The financial report has been prepared in accordance with the historical cost convention.
(b) Changes in accounting policies
The accounting policies adopted are consistent with those of the previous year except for the accounting policies with respect to employee benefits and capitalisation of exploration expenditure.
(i) Employee Benefits
The Consolidated Entity has adopted the revised Accounting Standard AASB 1028 "Employee Benefits", which has resulted in a change in the accounting policy for the measurement of employee benefit liabilities. Previously, the entity measured the provision for employee benefits based on remuneration rates at the date of recognition of the liability. In accordance with the requirements of the revised Standard, the provision for employee benefits is now measured based on the remuneration rates expected to be paid when the liability is settled. The effect of the revised policy has not materially affected retained profits or employee benefit liabilities at the beginning of the year therefore an adjustment to these amounts have not been undertaken.
[ii] ExplorationExpenditure
The Consolidated Entity has adopted a new accounting policy of expensing all exploration and evaluation expenditure other than acquistion costs prior to the development of each mining area. The directors are of the opinion that the change in policy will result in an overall improvement in the relevance of the financial information. The previous policy was to capitalise costs associated with all exploration and evaluation activities that at balance date, had not reached a stage to allow a reasonable assessment regarding the existence of economically recoverable reserves. The cumulative financial effect of the change in policy up to the beginning of the current financial year is \$8,082,833, which has been recognised as an expense in the statement of financial performance for 2003. In addition, the current year loss has increased by \$2,509,162 as result of expensing all exploration expenses incurred during the year.
(c) Principles of consolidation
The consolidated financial statements are those of the Consolidated Entity, comprising Mount Gibson Iron Limited (the parent company) and all entities that Mount Gibson Iron Limited controlled from time to time during the year and at balance date.
Information from the financial statements of subsidiaries is included from the date the parent company obtains control until such time as control ceases. Where there is loss of control of a subsidiary, the consolidated financial statements include the results for the part of the reporting period during which the parent company has control.
Subsidiary acquisitions are accounted for using the purchase method of accounting.
The financial statements of subsidiaries are prepared for the same reporting period as the parent company, using consistent accounting policies. Adjustments are made to bring into line any dissimilar accounting policies that may exist.
All intercompany balances and transactions, including unrealised profits arising from intra-group transactions, have been eliminated in full. Unrealised losses are eliminated unless costs cannot be recovered.
(d) Foreign currencies
Translation of foreign currency transactions
Transactions in foreign currencies of entities within the Consolidated Entity are converted to local currency at the rate of exchange ruling at the date of the transaction.
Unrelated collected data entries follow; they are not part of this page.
//! Letterizer: timed syllables into per-letter LETTER tokens

use crate::token::{Token, TokenKind};

/// Replace every SYLLABLE with one LETTER per character
///
/// A syllable of `L` characters and duration `D` yields `L` letters of
/// duration `D / L`. Empty syllables yield nothing. All other tokens keep
/// their duration.
pub fn literize_tokens(tokens: Vec<Token>) -> Vec<Token> {
    let mut letters = Vec::with_capacity(tokens.len());

    for token in tokens {
        if token.kind != TokenKind::Syllable {
            letters.push(token);
            continue;
        }

        let len = token.char_len();
        if len == 0 {
            continue;
        }

        let share = token.duration.unwrap_or(0.0) / len as f64;
        letters.extend(token.text.chars().map(|ch| Token::letter(ch, share)));
    }

    letters
}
Amounts payable to and by the entities within the Consolidated Entity that are outstanding at the reporting date and are denominated in foreign currencies have been converted to local currency using rates of exchange ruling at the end of the financial year.
(e) Cash and cash equivalents
Cash on hand and in banks and short-term deposits are stated at nominal value.
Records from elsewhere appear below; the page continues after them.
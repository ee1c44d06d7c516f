//! JSON token stream for the Strand resource protocol.
//!
//! The sessions in `strand-protocol` never see JSON text. They pull
//! [`Token`]s from a [`JsonTokenReader`] and push them into a
//! [`JsonTokenWriter`]:
//!
//! - The reader is strictly forward-only. It exposes no peek; every call
//!   consumes exactly one token.
//! - The writer tracks the open structures and refuses token sequences that
//!   would produce malformed JSON (unbalanced ends, values without member
//!   names, a second top-level value).
//!
//! Syntax problems in the input are reported as [`WireError::Syntax`] or
//! [`WireError::UnexpectedEof`]; misuse of the writer as
//! [`WireError::Structure`]; I/O failures are passed through untouched as
//! [`WireError::Io`].

pub mod error;
pub mod reader;
pub mod token;
pub mod writer;

pub use error::{WireError, WireResult};
pub use reader::{JsonTokenReader, DEFAULT_MAX_DEPTH};
pub use token::Token;
pub use writer::JsonTokenWriter;
use std::fmt;

use chrono::{DateTime, Utc};

use crate::decimal::Decimal;
use crate::reference::Reference;

/// The closed set of primitive value kinds a resource property may have.
#[derive(Clone, Copy, Debug, PartialEq, Eq, Hash)]
pub enum ValueKind {
    String,
    Byte,
    Short,
    Int,
    Long,
    Boolean,
    Float,
    Double,
    Decimal,
    Enum,
    Date,
    Reference,
}

impl ValueKind {
    pub fn name(&self) -> &'static str {
        match self {
            Self::String => "string",
            Self::Byte => "byte",
            Self::Short => "short",
            Self::Int => "int",
            Self::Long => "long",
            Self::Boolean => "boolean",
            Self::Float => "float",
            Self::Double => "double",
            Self::Decimal => "decimal",
            Self::Enum => "enum",
            Self::Date => "date",
            Self::Reference => "reference",
        }
    }
}

impl fmt::Display for ValueKind {
    fn fmt(&self, f: &mut fmt::Formatter<'_>) -> fmt::Result {
        f.write_str(self.name())
    }
}

/// A decoded primitive value. Absence is modelled by `Option<Value>`.
#[derive(Clone, Debug, PartialEq)]
pub enum Value {
    String(String),
    Byte(i8),
    Short(i16),
    Int(i32),
    Long(i64),
    Boolean(bool),
    Float(f32),
    Double(f64),
    Decimal(Decimal),
    /// Wire constant of an enum value.
    Enum(String),
    Date(DateTime<Utc>),
    Reference(Reference),
}

impl Value {
    pub fn kind(&self) -> ValueKind {
        match self {
            Self::String(_) => ValueKind::String,
            Self::Byte(_) => ValueKind::Byte,
            Self::Short(_) => ValueKind::Short,
            Self::Int(_) => ValueKind::Int,
            Self::Long(_) => ValueKind::Long,
            Self::Boolean(_) => ValueKind::Boolean,
            Self::Float(_) => ValueKind::Float,
            Self::Double(_) => ValueKind::Double,
            Self::Decimal(_) => ValueKind::Decimal,
            Self::Enum(_) => ValueKind::Enum,
            Self::Date(_) => ValueKind::Date,
            Self::Reference(_) => ValueKind::Reference,
        }
    }

    /// Wrap an enum value by its wire constant.
    pub fn from_enum<E: WireEnum>(value: &E) -> Self {
        Self::Enum(value.to_wire().to_string())
    }
}

/// A Rust enum whose values travel as string constants.
///
/// ```
/// use strand_types::WireEnum;
///
/// #[derive(Debug, PartialEq)]
/// enum Size { Small, Large }
///
/// impl WireEnum for Size {
///     fn from_wire(s: &str) -> Option<Self> {
///         match s {
///             "SMALL" => Some(Size::Small),
///             "LARGE" => Some(Size::Large),
///             _ => None,
///         }
///     }
///     fn to_wire(&self) -> &'static str {
///         match self {
///             Size::Small => "SMALL",
///             Size::Large => "LARGE",
///         }
///     }
/// }
///
/// assert_eq!(Size::from_wire("LARGE"), Some(Size::Large));
/// ```
pub trait WireEnum: Sized {
    /// Look up a value by its wire constant; `None` if unknown.
    fn from_wire(s: &str) -> Option<Self>;

    /// The wire constant for this value.
    fn to_wire(&self) -> &'static str;
}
For the purposes of the Statement of Cash Flows, cash includes cash on hand and in banks, and money market investments readily convertible to cash within 2 working days, net of outstanding bank overdrafts.
Receivables (f)
Trade receivables are recognised and carried at original invoice amount less a provision for any uncollectible debts. An estimate for doubtful debts is made when collection of the full amount is no longer probable. Bad debts are written off as incurred
Receivables from related parties are recognised and carried at the nominal amount due.
30 June 2003
(g) Investments
All investments are carried at the lower of cost and recoverable amount.
[h] Inventories
Inventories are valued at the lower of cost and net realisable value.
Costs incurred in bringing each product to its present location and condition are accounted for on a first-in-first-out basis.
(i) Recoverable amount
Non-current assets measured using the cost basis are not carried at an amount above their recoverable amount, and where carrying values exceed this recoverable amount assets are written down. In determining recoverable amount, the expected net cash flows have not been discounted to their present value.
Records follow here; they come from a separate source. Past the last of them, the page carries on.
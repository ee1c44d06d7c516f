use std::path::PathBuf;

use strand_refs::RefError;
use strand_types::{TypeError, ValueKind};
use strand_wire::WireError;
use thiserror::Error;

/// How a [`SessionError`] should be handled by the caller.
#[derive(Clone, Copy, Debug, PartialEq, Eq)]
pub enum ErrorKind {
    /// The input was rejected. Recoverable at the request boundary, never
    /// retried automatically.
    Data,
    /// The schema walker drove the session in an impossible order. Fatal for
    /// the current call.
    State,
    /// The underlying stream failed.
    Io,
}

#[derive(Debug, Error)]
pub enum SessionError {
    #[error("malformed input: {0}")]
    Malformed(WireError),

    #[error("input contains no document")]
    EmptyDocument,

    #[error("invalid value type: expected {expected}, found {found}")]
    InvalidValueType { expected: String, found: String },

    #[error("{value} is out of range for {kind}")]
    OutOfRange { kind: ValueKind, value: String },

    #[error("unknown enum constant {value:?}")]
    UnknownEnumConstant { value: String },

    #[error("unknown variant {variant:?} for discriminator {field:?}")]
    UnknownVariant { field: String, variant: String },

    #[error("discriminator {field:?} must be the first member, found {found}")]
    DiscriminatorNotFirst { field: String, found: String },

    #[error("invalid reference: {0}")]
    InvalidReference(RefError),

    #[error("invalid date: {0}")]
    InvalidDate(TypeError),

    #[error("number is not finite: {0}")]
    NonFinite(f64),

    #[error("member name {name:?} set while {pending:?} is still pending")]
    PendingNameCollision { pending: String, name: String },

    #[error("member name {0:?} was never followed by a value")]
    DanglingName(String),

    #[error("structural error: {0}")]
    Structure(String),

    #[error("stream out of sync: expected {expected}, found {found}")]
    Desync { expected: String, found: String },

    #[error("variant {variant:?} is not declared for discriminator {field:?}")]
    UndeclaredVariant { field: String, variant: String },

    #[error("I/O error: {0}")]
    Io(#[from] std::io::Error),
}

impl SessionError {
    pub fn kind(&self) -> ErrorKind {
        match self {
            Self::Malformed(_)
            | Self::EmptyDocument
            | Self::InvalidValueType { .. }
            | Self::OutOfRange { .. }
            | Self::UnknownEnumConstant { .. }
            | Self::UnknownVariant { .. }
            | Self::DiscriminatorNotFirst { .. }
            | Self::InvalidDate(_)
            | Self::NonFinite(_) => ErrorKind::Data,
            Self::InvalidReference(RefError::LockPoisoned(_)) => ErrorKind::State,
            Self::InvalidReference(_) => ErrorKind::Data,
            Self::PendingNameCollision { .. }
            | Self::DanglingName(_)
            | Self::Structure(_)
            | Self::Desync { .. }
            | Self::UndeclaredVariant { .. } => ErrorKind::State,
            Self::Io(_) => ErrorKind::Io,
        }
    }

    pub fn is_data_error(&self) -> bool {
        self.kind() == ErrorKind::Data
    }

    pub fn is_state_error(&self) -> bool {
        self.kind() == ErrorKind::State
    }

    pub fn is_io_error(&self) -> bool {
        self.kind() == ErrorKind::Io
    }
}

impl From<WireError> for SessionError {
    fn from(e: WireError) -> Self {
        match e {
            WireError::Io(io) => Self::Io(io),
            WireError::Structure(msg) => Self::Structure(msg),
            WireError::InvalidNumber(text) => {
                Self::Structure(format!("invalid number literal {text:?}"))
            }
            WireError::NonFinite(v) => Self::NonFinite(v),
            other => Self::Malformed(other),
        }
    }
}

impl From<RefError> for SessionError {
    fn from(e: RefError) -> Self {
        Self::InvalidReference(e)
    }
}

pub type SessionResult<T> = Result<T, SessionError>;

/// Errors produced while loading a [`SessionConfig`](crate::SessionConfig).
#[derive(Debug, Error)]
pub enum ConfigError {
    #[error("failed to read config {path}: {source}")]
    Read {
        path: PathBuf,
        source: std::io::Error,
    },

    #[error("failed to parse config: {0}")]
    Parse(#[from] toml::de::Error),

    #[error("invalid config: {0}")]
    Invalid(String),
}

#[cfg(test)]
mod tests {
    use std::io;

    use super::*;

    #[test]
    fn wire_input_errors_are_data_errors() {
        let e = SessionError::from(WireError::UnexpectedEof { offset: 3 });
        assert_eq!(e.kind(), ErrorKind::Data);
        let e = SessionError::from(WireError::Syntax { offset: 0, reason: "x".into() });
        assert!(e.is_data_error());
    }

    #[test]
    fn wire_structure_errors_are_state_errors() {
        let e = SessionError::from(WireError::Structure("unbalanced".into()));
        assert!(e.is_state_error());
    }

    #[test]
    fn io_errors_stay_io_errors() {
        let e = SessionError::from(WireError::Io(io::Error::new(
            io::ErrorKind::BrokenPipe,
            "gone",
        )));
        assert!(e.is_io_error());
        match e {
            SessionError::Io(inner) => assert_eq!(inner.kind(), io::ErrorKind::BrokenPipe),
            other => panic!("unexpected {other:?}"),
        }
    }

    #[test]
    fn reference_errors_are_data_unless_poisoned() {
        let e = SessionError::from(RefError::UnknownType { name: "Cat".into() });
        assert!(e.is_data_error());
        let e = SessionError::from(RefError::LockPoisoned("boom".into()));
        assert!(e.is_state_error());
    }
}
Property, plant and equipment fi).
Cost and valuation
All classes of property, plant and equipment are measured at cost.
Where assets have been revalued, the potential effect of the capital gains tax on disposal has not been taken into account in the determination of the revalued carrying emount. Where it is expected that a liability for capital gains tax will arise, this expected amount is disclosed by way of note.
Depreciation
Depreciation is provided on all property, plant and equipment, other than freehold land.
| Major depreciation periods are: | 2003 | 2002 |
|---|---|---|
| Plant and equipment; | ||
| · plant and equipment | $2 - 5$ years | $2 - 5$ vears |
| • plant and equipment under lease | 4 - 5 vears | $4.5$ vears |
(k) Leases
Leases are classified at their inception as either operating or finance leases based on the economic substance of the agreement so as to reflect the risks and benefits incidental to ownership.
Operating leases
The minimum lease payments of operating leases, where the lessor effectively retains substantially all of the risks and benefits of ownership of the leased item, are recognised as an expense on a streight-line basis.
Finance leases
Leases which effectively transfer substantially all the risks and benafits incidental to ownership of the leased item to the group are capitalised at the present value of the minimum lease payments and disclosed as property, plant and equipment under lease, a lease liability of equal value is also recognised.
Capitalised lease assets are depreciated over the shorter of the estimated useful life of the assets and the lease term. Minimum lease payments are allocated between interest expense and reduction of the lease liability with the interest expense calculated using the interest rate implicit in the lease and charged directly to the Statement of Financial Performance.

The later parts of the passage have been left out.